↓↓↓

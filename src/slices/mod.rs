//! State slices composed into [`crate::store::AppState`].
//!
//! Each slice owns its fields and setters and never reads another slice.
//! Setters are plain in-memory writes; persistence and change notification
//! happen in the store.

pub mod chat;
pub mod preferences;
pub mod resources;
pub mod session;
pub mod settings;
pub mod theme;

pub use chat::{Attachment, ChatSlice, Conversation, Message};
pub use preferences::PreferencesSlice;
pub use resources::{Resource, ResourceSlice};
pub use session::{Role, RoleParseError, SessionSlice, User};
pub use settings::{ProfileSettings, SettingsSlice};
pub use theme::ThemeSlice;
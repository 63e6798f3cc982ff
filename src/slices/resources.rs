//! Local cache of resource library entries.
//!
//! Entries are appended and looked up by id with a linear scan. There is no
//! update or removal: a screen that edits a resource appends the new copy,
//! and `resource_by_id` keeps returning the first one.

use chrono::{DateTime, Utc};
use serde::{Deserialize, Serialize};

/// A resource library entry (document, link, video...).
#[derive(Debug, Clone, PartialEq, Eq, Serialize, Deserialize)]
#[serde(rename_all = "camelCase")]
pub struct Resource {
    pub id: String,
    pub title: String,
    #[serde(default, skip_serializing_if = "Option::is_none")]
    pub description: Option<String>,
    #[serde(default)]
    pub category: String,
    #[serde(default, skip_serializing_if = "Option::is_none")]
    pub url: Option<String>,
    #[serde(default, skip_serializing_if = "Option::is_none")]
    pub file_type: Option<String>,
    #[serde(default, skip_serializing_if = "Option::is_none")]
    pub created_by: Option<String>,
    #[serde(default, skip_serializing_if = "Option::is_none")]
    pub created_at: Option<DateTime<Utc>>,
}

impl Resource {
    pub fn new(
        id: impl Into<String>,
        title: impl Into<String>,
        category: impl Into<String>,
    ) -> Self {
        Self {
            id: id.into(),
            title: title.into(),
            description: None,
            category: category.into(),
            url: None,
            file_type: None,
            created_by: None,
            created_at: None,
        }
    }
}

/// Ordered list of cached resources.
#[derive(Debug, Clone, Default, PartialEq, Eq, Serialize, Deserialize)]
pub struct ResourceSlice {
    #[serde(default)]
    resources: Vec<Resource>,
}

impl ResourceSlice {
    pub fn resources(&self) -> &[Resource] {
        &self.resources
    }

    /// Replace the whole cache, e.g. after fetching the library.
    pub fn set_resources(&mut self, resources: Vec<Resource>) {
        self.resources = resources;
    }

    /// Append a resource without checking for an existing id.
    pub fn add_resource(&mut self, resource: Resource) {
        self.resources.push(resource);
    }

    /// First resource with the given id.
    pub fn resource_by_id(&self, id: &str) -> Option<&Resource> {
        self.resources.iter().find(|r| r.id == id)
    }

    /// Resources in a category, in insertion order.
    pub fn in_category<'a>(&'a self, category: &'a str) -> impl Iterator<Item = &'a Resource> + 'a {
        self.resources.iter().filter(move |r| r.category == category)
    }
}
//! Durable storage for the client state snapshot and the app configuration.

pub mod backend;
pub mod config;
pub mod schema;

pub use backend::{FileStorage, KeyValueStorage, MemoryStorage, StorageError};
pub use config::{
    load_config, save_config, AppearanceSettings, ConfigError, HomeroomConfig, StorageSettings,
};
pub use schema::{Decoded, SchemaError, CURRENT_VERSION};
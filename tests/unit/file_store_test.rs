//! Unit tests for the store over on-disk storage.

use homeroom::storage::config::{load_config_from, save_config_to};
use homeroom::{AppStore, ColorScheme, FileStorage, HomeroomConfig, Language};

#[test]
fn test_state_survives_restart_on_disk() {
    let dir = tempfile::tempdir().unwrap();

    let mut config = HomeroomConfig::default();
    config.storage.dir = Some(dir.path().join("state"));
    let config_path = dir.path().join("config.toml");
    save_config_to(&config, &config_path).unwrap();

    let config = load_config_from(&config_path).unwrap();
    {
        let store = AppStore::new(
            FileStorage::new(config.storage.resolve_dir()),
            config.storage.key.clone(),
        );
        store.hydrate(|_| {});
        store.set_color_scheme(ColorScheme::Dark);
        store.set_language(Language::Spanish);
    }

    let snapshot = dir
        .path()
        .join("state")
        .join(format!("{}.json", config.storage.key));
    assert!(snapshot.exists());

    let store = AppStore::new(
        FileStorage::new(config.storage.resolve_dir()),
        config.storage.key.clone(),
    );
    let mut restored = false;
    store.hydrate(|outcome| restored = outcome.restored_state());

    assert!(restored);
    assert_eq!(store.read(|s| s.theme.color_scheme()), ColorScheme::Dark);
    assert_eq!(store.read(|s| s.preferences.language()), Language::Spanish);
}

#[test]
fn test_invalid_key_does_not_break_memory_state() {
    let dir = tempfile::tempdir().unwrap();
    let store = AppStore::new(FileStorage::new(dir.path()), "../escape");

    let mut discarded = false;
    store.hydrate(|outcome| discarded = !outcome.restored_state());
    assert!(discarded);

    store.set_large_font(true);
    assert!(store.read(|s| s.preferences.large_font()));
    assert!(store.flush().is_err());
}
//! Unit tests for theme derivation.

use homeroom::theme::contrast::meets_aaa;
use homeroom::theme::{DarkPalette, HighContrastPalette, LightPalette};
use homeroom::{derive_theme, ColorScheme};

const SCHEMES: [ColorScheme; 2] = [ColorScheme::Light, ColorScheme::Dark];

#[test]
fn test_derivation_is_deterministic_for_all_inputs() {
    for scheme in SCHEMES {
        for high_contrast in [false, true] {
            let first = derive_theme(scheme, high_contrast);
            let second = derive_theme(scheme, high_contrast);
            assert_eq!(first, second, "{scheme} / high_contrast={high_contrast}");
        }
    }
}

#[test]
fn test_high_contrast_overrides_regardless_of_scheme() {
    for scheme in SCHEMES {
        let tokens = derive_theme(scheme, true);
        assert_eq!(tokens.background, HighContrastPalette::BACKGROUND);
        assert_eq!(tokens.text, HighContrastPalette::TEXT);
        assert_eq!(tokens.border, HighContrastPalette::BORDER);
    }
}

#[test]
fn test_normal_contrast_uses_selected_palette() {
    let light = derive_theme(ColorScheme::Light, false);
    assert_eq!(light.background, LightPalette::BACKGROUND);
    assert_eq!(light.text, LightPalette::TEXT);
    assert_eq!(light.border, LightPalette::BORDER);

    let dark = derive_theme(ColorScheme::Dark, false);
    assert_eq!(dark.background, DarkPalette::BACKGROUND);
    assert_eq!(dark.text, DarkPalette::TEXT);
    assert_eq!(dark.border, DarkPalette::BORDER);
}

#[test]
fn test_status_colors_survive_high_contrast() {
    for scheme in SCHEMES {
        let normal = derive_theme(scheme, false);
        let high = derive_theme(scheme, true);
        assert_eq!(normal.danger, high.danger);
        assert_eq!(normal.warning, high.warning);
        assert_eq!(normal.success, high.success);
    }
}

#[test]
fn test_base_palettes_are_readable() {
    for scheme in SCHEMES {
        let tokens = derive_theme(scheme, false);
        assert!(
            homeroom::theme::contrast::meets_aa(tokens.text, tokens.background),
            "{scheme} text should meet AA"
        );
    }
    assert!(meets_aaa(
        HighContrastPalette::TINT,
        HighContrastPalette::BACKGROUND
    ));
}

↑↑↑

To do:
All lines from the beginning of the listing through the one with "pub use theme::ThemeSlice;" are to be restated word for word, and only those.

Response to the task:
filename src/slices/mod.rs
//! State slices composed into [`crate::store::AppState`].
//!
//! Each slice owns its fields and setters and never reads another slice.
//! Setters are plain in-memory writes; persistence and change notification
//! happen in the store.

pub mod chat;
pub mod preferences;
pub mod resources;
pub mod session;
pub mod settings;
pub mod theme;

pub use chat::{Attachment, ChatSlice, Conversation, Message};
pub use preferences::PreferencesSlice;
pub use resources::{Resource, ResourceSlice};
pub use session::{Role, RoleParseError, SessionSlice, User};
pub use settings::{ProfileSettings, SettingsSlice};
pub use theme::ThemeSlice;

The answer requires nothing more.